Precision livestock farming is the use of real time monitoring technologies to manage animals by measuring individual data and detecting temporal variability. When it comes to calf care, precision livestock monitoring technologies offer huge potential benefits moving forward. I was at a nutrition conference recently where discussion around the table turned to: can cow people be trained or are those skills that some people are born with?
The ability to look at a slight ear droop or head tilt and know that an animal doesn’t feel well has been critical to farms for years. Combining multiple sensors along with machine learning will allow a virtual cow person to watch every calf all day. These technologies have the potential to detect BRD, which clinically or sub clinically affects almost a third of dairy calves and diarrhea, which clinically affects about 21% of pre-weaned dairy calves.
There are many technologies being developed to assist with calf care and disease diagnosis. Automated feeding systems allow calves to easily be fed more small meals per day compared to most individual manual feeding systems. Producers can set the amount of milk per day a calf will consume or allow ad libitum consumption. These systems more closely mirror nature when calves can drink as much milk as their mothers produce.
These systems collect critical data that can be used for disease diagnosis of drinking speed, number of meals eaten per day, or refusal visits where the calf came to drink but no more milk was allotted for that calf during a set time frame. Both of these factors change when an animal becomes sick due to the natural release of cytokines that cause mammals to feel ill and less interested in eating.
However, the change in these metrics before illness is affected by the amount of milk the farm is allocating per calf. When a farm is allocating three or more gallons of milk per calf per day, calves decrease the number of visits they make to the feeder about three days before clinical diagnosis of disease. However, across all milk allotments on the day of BRD diagnosis disease calves consumed less milk. A similar trend was found in diarrhea alerts.

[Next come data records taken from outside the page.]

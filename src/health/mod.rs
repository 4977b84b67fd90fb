//! The gateway's own liveness endpoint.
//!
//! Reports on this process only. Backends are not probed; each backend
//! exposes its own health endpoint for fleet-wide checks.

use std::sync::Arc;

use axum::extract::State;
use axum::Json;
use serde::{Deserialize, Serialize};

/// Liveness state. The gateway only ever reports itself as up while it can
/// answer at all.
#[derive(Debug, Clone, Copy, PartialEq, Eq, Serialize, Deserialize)]
#[serde(rename_all = "UPPERCASE")]
pub enum Liveness {
    Up,
}

/// Payload of the health endpoint.
#[derive(Debug, Clone, PartialEq, Eq, Serialize, Deserialize)]
pub struct HealthStatus {
    pub service: String,
    pub status: Liveness,
}

/// Answers health requests with a fixed payload.
#[derive(Debug, Clone)]
pub struct HealthResponder {
    service_name: Arc<str>,
}

impl HealthResponder {
    pub fn new(service_name: impl Into<Arc<str>>) -> Self {
        Self {
            service_name: service_name.into(),
        }
    }

    pub fn health(&self) -> HealthStatus {
        HealthStatus {
            service: self.service_name.to_string(),
            status: Liveness::Up,
        }
    }
}

/// `GET <health path>` handler.
pub async fn health_handler(State(responder): State<HealthResponder>) -> Json<HealthStatus> {
    Json(responder.health())
}

#[cfg(test)]
mod tests {
    use super::*;

    #[test]
    fn payload_names_service_and_is_up() {
        let status = HealthResponder::new("API Gateway").health();
        let json = serde_json::to_value(&status).unwrap();
        assert_eq!(
            json,
            serde_json::json!({ "service": "API Gateway", "status": "UP" })
        );
    }
}
pub mod access_log;

pub use access_log::access_log;
//! Timeout enforcement.
//!
//! # Responsibilities
//! - Wrap backend calls with a deadline
//! - Bound the gaps between body frames of a streamed backend response
//! - Keep timeouts distinct from other failures
//!
//! # Design Decisions
//! - Uses Tokio's timeout facilities; the wrapped future is dropped on
//!   expiry, which cancels the outbound call
//! - Timed-out requests return 504 Gateway Timeout
//! - A stalled response body cannot be turned into a 504 (the status line
//!   is already out), so the body fails and the client connection is cut

use std::future::Future;
use std::pin::Pin;
use std::task::{ready, Context, Poll};
use std::time::Duration;

use axum::BoxError;
use hyper::body::{Body as HttpBody, Bytes, Frame, SizeHint};
use thiserror::Error;
use tokio::time::{Instant, Sleep};

/// Failure of a deadline-bounded call.
#[derive(Debug)]
pub enum Deadline<E> {
    /// The deadline passed before the call finished.
    Elapsed(Duration),
    /// The call finished with its own error.
    Failed(E),
}

impl<E: std::fmt::Display> std::fmt::Display for Deadline<E> {
    fn fmt(&self, f: &mut std::fmt::Formatter<'_>) -> std::fmt::Result {
        match self {
            Deadline::Elapsed(limit) => write!(f, "deadline of {limit:?} exceeded"),
            Deadline::Failed(e) => write!(f, "{e}"),
        }
    }
}

/// Run `call` with a deadline.
pub async fn with_deadline<F, T, E>(deadline: Duration, call: F) -> Result<T, Deadline<E>>
where
    F: Future<Output = Result<T, E>>,
{
    match tokio::time::timeout(deadline, call).await {
        Ok(Ok(value)) => Ok(value),
        Ok(Err(e)) => Err(Deadline::Failed(e)),
        Err(_) => Err(Deadline::Elapsed(deadline)),
    }
}

/// Failure while streaming a deadline-bounded body.
#[derive(Debug, Error)]
pub enum BodyTimeoutError {
    #[error("no body data from upstream for {0:?}")]
    Idle(Duration),

    #[error("upstream body error: {0}")]
    Upstream(BoxError),
}

/// Response body that fails once `idle` passes without a new frame.
pub struct IdleTimeoutBody<B> {
    inner: B,
    idle: Duration,
    sleep: Pin<Box<Sleep>>,
}

impl<B> IdleTimeoutBody<B> {
    pub fn new(inner: B, idle: Duration) -> Self {
        Self {
            inner,
            idle,
            sleep: Box::pin(tokio::time::sleep(idle)),
        }
    }
}

impl<B> HttpBody for IdleTimeoutBody<B>
where
    B: HttpBody<Data = Bytes> + Unpin,
    B::Error: Into<BoxError>,
{
    type Data = Bytes;
    type Error = BodyTimeoutError;

    fn poll_frame(
        self: Pin<&mut Self>,
        cx: &mut Context<'_>,
    ) -> Poll<Option<Result<Frame<Bytes>, Self::Error>>> {
        let this = self.get_mut();

        if let Poll::Ready(frame) = Pin::new(&mut this.inner).poll_frame(cx) {
            this.sleep.as_mut().reset(Instant::now() + this.idle);
            return Poll::Ready(
                frame.map(|result| result.map_err(|e| BodyTimeoutError::Upstream(e.into()))),
            );
        }

        ready!(this.sleep.as_mut().poll(cx));
        tracing::warn!(idle = ?this.idle, "Upstream body stalled, aborting response");
        Poll::Ready(Some(Err(BodyTimeoutError::Idle(this.idle))))
    }

    fn is_end_stream(&self) -> bool {
        self.inner.is_end_stream()
    }

    fn size_hint(&self) -> SizeHint {
        self.inner.size_hint()
    }
}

Adding the additional layer of activity data can improve the ability to detect disease in both group and individually housed calves. Some sensor manufacturers are working to identify drinking time of individually-housed calves, but currently tri-axial accelerometers in calves can be used to for primary activity data. This information can be used to determine the number of steps taken a day, the number of lying bouts, the amount of time spent lying, along with the intensity of play activity a calf experiences each day.
All of these factors have been shown to change when a calf becomes sick. The relative changes in these activity measurements are affected by if the calves are group housed or individually housed along with the amount of milk fed causing challenges in alert development. Individually housed calves have an increase in lying time and a decrease in their intensity of activity 3 days prior to disease diagnosis. They also have a significant decrease in step count 2 days prior to diagnosis.

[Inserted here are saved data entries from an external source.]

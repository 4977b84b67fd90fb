//! Configuration loading from disk and environment.

use std::fs;
use std::path::Path;

use thiserror::Error;

use crate::config::schema::GatewayConfig;
use crate::config::validation::ValidationError;

/// Environment variable overriding the listener bind address.
pub const BIND_ADDRESS_ENV: &str = "GATEWAY_BIND_ADDRESS";

/// Error type for configuration loading. Always fatal at startup.
#[derive(Debug, Error)]
pub enum ConfigError {
    #[error("IO error: {0}")]
    Io(#[from] std::io::Error),

    #[error("Parse error: {0}")]
    Parse(#[from] toml::de::Error),

    #[error("Validation failed: {}", join_errors(.0))]
    Validation(Vec<ValidationError>),
}

fn join_errors(errors: &[ValidationError]) -> String {
    errors
        .iter()
        .map(ToString::to_string)
        .collect::<Vec<_>>()
        .join(", ")
}

/// Read configuration from a TOML file, or start from the defaults when no
/// file is given. The result is not validated yet.
pub fn read_config(path: Option<&Path>) -> Result<GatewayConfig, ConfigError> {
    match path {
        Some(path) => {
            let content = fs::read_to_string(path)?;
            parse_config(&content)
        }
        None => Ok(GatewayConfig::default()),
    }
}

/// Parse a TOML document into a configuration.
pub fn parse_config(content: &str) -> Result<GatewayConfig, ConfigError> {
    Ok(toml::from_str(content)?)
}

/// Apply environment overrides using `lookup` to resolve variables.
///
/// Empty values are ignored, so an exported-but-blank variable keeps the
/// configured value.
pub fn apply_env_overrides<F>(config: &mut GatewayConfig, lookup: F)
where
    F: Fn(&str) -> Option<String>,
{
    let non_empty = |key: &str| lookup(key).filter(|value| !value.is_empty());

    if let Some(bind) = non_empty(BIND_ADDRESS_ENV) {
        config.listener.bind_address = bind;
    }

    for route in &mut config.routes {
        let Some(key) = route.target_env.as_deref() else {
            continue;
        };
        if let Some(target) = non_empty(key) {
            tracing::debug!(route = %route.name, env = %key, "Route target overridden from environment");
            route.target = target;
        }
    }
}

When calves were group housed through these metrics changed. The calves who become ill with diarrhea actually have less lying time and similar activity but more lying bouts. With group housed calves the sick calf often move away from social interactions if lying down when approached by another calf they would get up and move to a different area of the pen.
This interaction increased the number of lying bouts while causing the total amount of lying time and activity to be unchanged. The utilization of machine learning along with a highly trained calf person can allow basic algorithms for disease alerts to learn the how specific farm management affects the way a calf responds when they become ill, creating a dynamic alert for the farm.
The next group of sensors, monitor individual calf temperatures. These sensors can be indwelling in the rumen-reticulum, ear tag mounted to measure ear canal temperature, implanted microchip below the skin, or barn mounted like a thermal imaging camera.
These temperature monitoring technologies are very accurate at measuring the temperature in the location they are in but have been plagued by inaccuracies when compared to the gold standard rectal temperature. They all weakly correlate, increasing when the calf’s rectal temperature increases but not at the same rate or magnitude.
Other technologies don’t have a gold standard to be compared to and the question recently in the precision livestock community is if the correlation of rectal temperature is important or if the ability to relate change to each disease is more important. Utilizing a rumen bolus, we found that the timing of when a calf’s rumen temperature peaks is affected by time of year. These peaks often don’t match the time of day that rectal temperature would normally be taken on the farm, possibly causing a calf with an alert to be marked as healthy.
On weaned calves, temperature monitoring boluses accurately diagnosed 88% of calves who had an alert. These calves were also diagnosed by farm personnel with illness. The rumen bolus fever alert on average was 2.5 days sooner than farm diagnosis. While each of these technologies have shown benefits for disease detection, the future is a system that can layer all of these technologies into an early detection system which learns about the farm, creating a custom alert algorithm.
By Jason Hartschuh, assistant professor, Ohio State University Extension Field Specialist Dairy Management and Precision Livestock.